It's an easy enough conclusion to come to: Based on the Script's pliant, acoustic-strummed hits like "Breakeven" and "The Man Who Can't be Moved," the Irish trio must be obsessed with the traditional folks of their homeland, along with some Hothouse Flowers and maybe a little U2.
Or maybe not. The band's #3 album, released last week, is crackling with a looped, rhythmic sound that can best be described as Celtic hip-hop, culminating in the current overseas smash "Hall of Fame," wherein Guinness-throated frontman Danny O'Donoghue trades street-tough motivational raps with no less than Black Eyed Peas leader will.i.am. Seemingly against all odds, it's one of the most delightful musical surprises of the year.
"Celtic hip-hop is exactly what it is," confirms O'Donoghue, who approaches other #3 cuts — like "Broken Arrow," "Good Ol' Days" and "Give the Love Around" — in a similarly street-smart fashion. "It's hip-hop, but we present it in a different way — and it's played by a band, but an Irish band. But our spiritual home is America. We spent 10 years living over there, writing and producing. And I don't mean we were stealing their hip-hop ideas, but that's where the mentality comes from."
Indeed. O'Donoghue and his future Script partner Mark Sheehan were so fascinated with American R&B that they pooled their meager resources — roughly $200 apiece — and flew to Orlando. Once there, they crashed on friends' couches and wound up infiltrating showbiz as a production duo.

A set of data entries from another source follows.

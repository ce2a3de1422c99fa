//! Detail popup shown when a marker is clicked.

use crate::domain::{LocationRecord, RecordId};
use crate::view::details_path;

/// Popup content, captured from the record when its marker is created.
#[derive(Debug, Clone, PartialEq, Eq)]
pub struct InfoPopup {
    pub record_id: RecordId,
    pub title: String,
    /// Description truncated to the configured excerpt length.
    pub excerpt: String,
    pub difficulty: String,
    pub hours: String,
    pub details_path: String,
}

impl InfoPopup {
    #[must_use]
    pub fn from_record(record: &LocationRecord, excerpt_len: usize) -> Self {
        Self {
            record_id: record.id,
            title: record.display_name().to_string(),
            excerpt: record.description_excerpt(excerpt_len),
            difficulty: record.difficulty.to_string(),
            hours: record.hours_display(),
            details_path: details_path(record.id),
        }
    }
}
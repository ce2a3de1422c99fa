//! Infrastructure layer for filesystem and environment interactions.

pub mod paths;

pub use paths::{data_dir, expand_tilde, DATA_DIR_ENV};
//! Storage layer holding the authoritative record collection.
//!
//! The engine keeps no durable state: every session rebuilds the store from a fresh
//! fetch. [`RecordStore`] is the in-memory collection that derived views are computed
//! from.

pub mod record_store;

pub use record_store::RecordStore;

"I guess having the gift of the gab and an Irish accent got us into some really interesting places," recalls the singer. "We somehow managed to get into the studio with Pharrell and Chad from The Neptunes, and then that led us to working with Teddy Riley, then Montel Jordan — just all these really brilliant songwriters and producers. And that's where we sharpened our tools."
So it's only natural that the Script — now fairly established after two albums, The Script and Science & Faith — would boomerang back to their original inspirations this time around. O'Donoghue also wanted to broaden the band's aesthetic horizons, which is why he auditioned for — and won — a judge's seat on The Voice U.K., Britain's version of the popular stateside reality show. Seated in a giant chair alongside Jessie J., Tom Jones and will.i.am, he helped tutor eager contestants. That's also where he first played will.i.am his #3 demos. "He heard "Hall of Fame" and said 'This is a really special message that everybody can get their teeth into.'"
As does the tentative ballad "Six Degrees of Separation," which openly discusses O'Donoghue's recent breakup from his longtime missus. Then there's "If You Could See Me Now," the most touching work in the Script's canon, which deals with the death of O'Donoghue's father as well as Sheehan's parents.
"My father taught me how to deal with feelings through music," recalls O'Donoghue. "So if someone annoyed me, or was at me, I wouldn't fight back. I'd go straight into another room and sing the highest, loudest note that I could, and I was able to verbalize that pain through singing.
"So be very careful how you piss me off," he laughs. "Because I'll just go and get really good at something else!"